The jar of life analogy thus helps us illustrate some very important points. I hope in 2018 that we can produce a directly Epicurean animation or video to focus on these points.  But at the same time, we shouldn’t forget that the entire question of “filling the jar” and “absence of pain” does not exist in a contextless vacuum.   If we forget the reason why we are discussing this, we end up keeping mainly the less-important observations such as “put the big things in first.”

Not everyone agrees with Epicureans that our lives are like jars to be filled.  Many people think that gods gives them a numberless successions of jars, and that those jars should be filled as their gods or or their Platonic guides tell them to fill it.  That’s where Epicurean Physics and Epicurean Canonics comes in, to allow each of us to grasp the proofs that these contentions are false.

Therefore most of all, as we observe from the constant discussion of “limits” in the Epicurean texts, we need to remember that there are dialectical tricksters waiting at every corner to seduce and confuse those who wish to take life and philosophy seriously.  Such people (Judeo/Christian/Islamic priests today; Plato/Philebus in Epicurus’ day) argue that Pleasure should not be viewed as the goal of life because Pleasure can never be satisfied – they argue that it is possible to always want MORE pleasure, and that pleasure is better if something else is added to it (knowledge or wisdom, for example).

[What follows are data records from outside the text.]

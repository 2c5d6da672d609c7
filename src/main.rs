//! Travelseed CLI - initialize and verify the travel_info database

use anyhow::Context;
use clap::{Parser, Subcommand};
use serde::Serialize;
use std::path::{Path, PathBuf};
use std::process::ExitCode;
use tracing_subscriber::{fmt, prelude::*, EnvFilter};
use travelseed::config::{self, TravelseedConfig};
use travelseed::output::{emit_failure, emit_success, OutputMode};
use travelseed::ui::{self, Icons};
use travelseed::{BookingOverview, Flight, SchemaLoader, SeedReport, SeedSet, TableCounts, TravelStore};

const VERIFY_DESTINATION: &str = "New York";
const VERIFY_MIN_SEATS: u32 = 20;

#[derive(Parser)]
#[command(name = "travelseed")]
#[command(version)]
#[command(about = "Create and seed the travel_info SQLite database")]
#[command(long_about = r#"
Travelseed creates the flights, bookings and users tables, inserts the seed
rows, and prints verification queries. Re-running it is safe: rows that
already exist are skipped.

Example usage:
  travelseed
  travelseed --database data/travel_info.db load
  travelseed --seed my_seed.toml --json
  travelseed stats
"#)]
struct Cli {
    /// Enable verbose logging
    #[arg(short, long, global = true)]
    verbose: bool,

    /// Path to the database file [default: travel_info.db]
    #[arg(short, long, global = true)]
    database: Option<PathBuf>,

    /// Path to a config file [default: travelseed.toml, if present]
    #[arg(short, long, global = true)]
    config: Option<PathBuf>,

    /// TOML seed set to load instead of the built-in sample data
    #[arg(short, long, global = true)]
    seed: Option<PathBuf>,

    /// Emit machine-readable JSON instead of tables
    #[arg(long, global = true)]
    json: bool,

    #[command(subcommand)]
    command: Option<Commands>,
}

#[derive(Subcommand, Clone, Copy)]
enum Commands {
    /// Ensure the schema, insert seed rows, and run the verification queries (default)
    Load,

    /// Show row counts per table
    Stats,

    /// Run the verification queries only
    Verify,
}

impl Commands {
    fn name(&self) -> &'static str {
        match self {
            Commands::Load => "load",
            Commands::Stats => "stats",
            Commands::Verify => "verify",
        }
    }
}

#[derive(Serialize)]
struct Verification {
    flights_to_destination: Vec<Flight>,
    bookings: Vec<BookingOverview>,
    flights_with_seats: Vec<Flight>,
}

#[derive(Serialize)]
struct LoadOutput<'a> {
    database: &'a Path,
    report: SeedReport,
    counts: TableCounts,
    verification: Verification,
}

fn main() -> ExitCode {
    let cli = Cli::parse();

    // Initialize logging
    let filter = if cli.verbose {
        EnvFilter::new("debug")
    } else {
        EnvFilter::new("info")
    };

    tracing_subscriber::registry()
        .with(fmt::layer().with_writer(std::io::stderr))
        .with(filter)
        .init();

    let command = cli.command.unwrap_or(Commands::Load);
    let output_mode = OutputMode::from_flag(cli.json);

    match run(&cli, command, output_mode) {
        Ok(()) => ExitCode::SUCCESS,
        Err(e) => {
            let message = format!("{:#}", e);
            if output_mode.is_human() {
                ui::error(&message);
            } else if emit_failure(command.name(), &message).is_err() {
                eprintln!("{}", message);
            }
            ExitCode::FAILURE
        }
    }
}

fn run(cli: &Cli, command: Commands, output_mode: OutputMode) -> anyhow::Result<()> {
    let file_config = config::load_config(cli.config.as_deref())?;
    let database = config::resolve_database(cli.database.clone(), file_config.as_ref());

    match command {
        Commands::Load => run_load(cli, file_config.as_ref(), &database, output_mode),
        Commands::Stats => run_stats(&database, output_mode),
        Commands::Verify => run_verify(&database, output_mode),
    }
}

fn load_seed(cli: &Cli, file_config: Option<&TravelseedConfig>) -> anyhow::Result<SeedSet> {
    match config::resolve_seed(cli.seed.clone(), file_config) {
        Some(path) => {
            tracing::info!("Loading seed set from {}", path.display());
            Ok(SeedSet::load(&path)?)
        }
        None => Ok(SeedSet::travel_sample()),
    }
}

fn run_load(
    cli: &Cli,
    file_config: Option<&TravelseedConfig>,
    database: &Path,
    output_mode: OutputMode,
) -> anyhow::Result<()> {
    let seed = load_seed(cli, file_config)?;
    config::ensure_db_dir(database)?;

    tracing::info!("Loading {} seed rows into {:?}", seed.len(), database);
    let mut loader = SchemaLoader::open(database, seed)?;
    let (report, counts) = loader
        .run()
        .with_context(|| format!("failed to initialize {}", database.display()))?;
    let verification = verify(loader.store())?;

    if !output_mode.is_human() {
        let data = LoadOutput { database, report, counts, verification };
        return emit_success("load", data);
    }

    ui::header(&format!("Initializing {}", database.display()));
    ui::phase("Schema ensured");
    ui::phase("Seed data committed");

    ui::section(Icons::DATABASE, "Seed results");
    println!("{}", ui::seed_report_table(&report));
    print_counts(&counts);

    print_verification(&verification);

    println!();
    ui::success("Setup complete!");
    ui::info("Database", &database.display().to_string());
    Ok(())
}

fn run_stats(database: &Path, output_mode: OutputMode) -> anyhow::Result<()> {
    let store = open_existing(database)?;
    let counts = store.counts()?;

    if !output_mode.is_human() {
        return emit_success("stats", counts);
    }

    ui::header(&format!("Statistics ({})", database.display()));
    print_counts(&counts);
    Ok(())
}

fn run_verify(database: &Path, output_mode: OutputMode) -> anyhow::Result<()> {
    let store = open_existing(database)?;
    let verification = verify(&store)?;

    if !output_mode.is_human() {
        return emit_success("verify", verification);
    }

    print_verification(&verification);
    Ok(())
}

/// Open a database that should already exist, checking its shape without writing
fn open_existing(database: &Path) -> anyhow::Result<TravelStore> {
    if !database.exists() {
        anyhow::bail!(
            "database {} does not exist (run `travelseed load` first)",
            database.display()
        );
    }
    let store = TravelStore::open(database)?;
    store.check_schema()?;
    Ok(store)
}

fn verify(store: &TravelStore) -> anyhow::Result<Verification> {
    Ok(Verification {
        flights_to_destination: store.flights_to(VERIFY_DESTINATION)?,
        bookings: store.booking_overview()?,
        flights_with_seats: store.flights_with_seats_above(VERIFY_MIN_SEATS)?,
    })
}

fn print_counts(counts: &TableCounts) {
    ui::section(Icons::STATS, "Row counts");
    println!(
        "{}",
        ui::stats_table(&[
            ("Flights", counts.flights.to_string().as_str()),
            ("Bookings", counts.bookings.to_string().as_str()),
            ("Users", counts.users.to_string().as_str()),
        ])
    );
}

fn print_verification(verification: &Verification) {
    ui::section(Icons::PLANE, &format!("Flights to {}", VERIFY_DESTINATION));
    print_flights(&verification.flights_to_destination);

    ui::section(Icons::TICKET, "Current bookings");
    if verification.bookings.is_empty() {
        ui::summary_row("∅", "No bookings found.");
    } else {
        println!("{}", ui::booking_table(&verification.bookings));
    }

    ui::section(Icons::SEAT, &format!("Flights with more than {} seats available", VERIFY_MIN_SEATS));
    print_flights(&verification.flights_with_seats);
}

fn print_flights(flights: &[Flight]) {
    if flights.is_empty() {
        ui::summary_row("∅", "No flights found.");
    } else {
        println!("{}", ui::flight_table(flights));
    }
}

The primary purpose then of the jar of life analogy in Epicurean terms is not therefore to illustrate that “the big ones go in first.”  The primary purpose in deeper terms is to illustrate that Pleasure IS properly thought of as the goal of life, because it DOES have a “limit” and there is NO reason to think that anything else (other than pleasure itself) need be added to the jar to make pleasure “better.”  The “limit” of what we can achieve in life is to fill our experience with pleasures, just as we fill the jar with objects large and small in the analogy.  This understanding frees us of Gods, of Platonic Guides, and of Dialectical Tricksters, and gives us an understandable framework within which we, as Epicureans, SEIZE THE DAY, according to Epicurus himself:

PD20: The flesh receives as unlimited the limits of pleasure; and to provide it requires unlimited time. But the mind, intellectually grasping what the end and limit of the flesh is, and banishing the terrors of the future, procures a complete and perfect life, and we have no longer any need of unlimited time. Nevertheless the mind does not shun pleasure, and even when circumstances make death imminent, the mind does not lack enjoyment of the best life.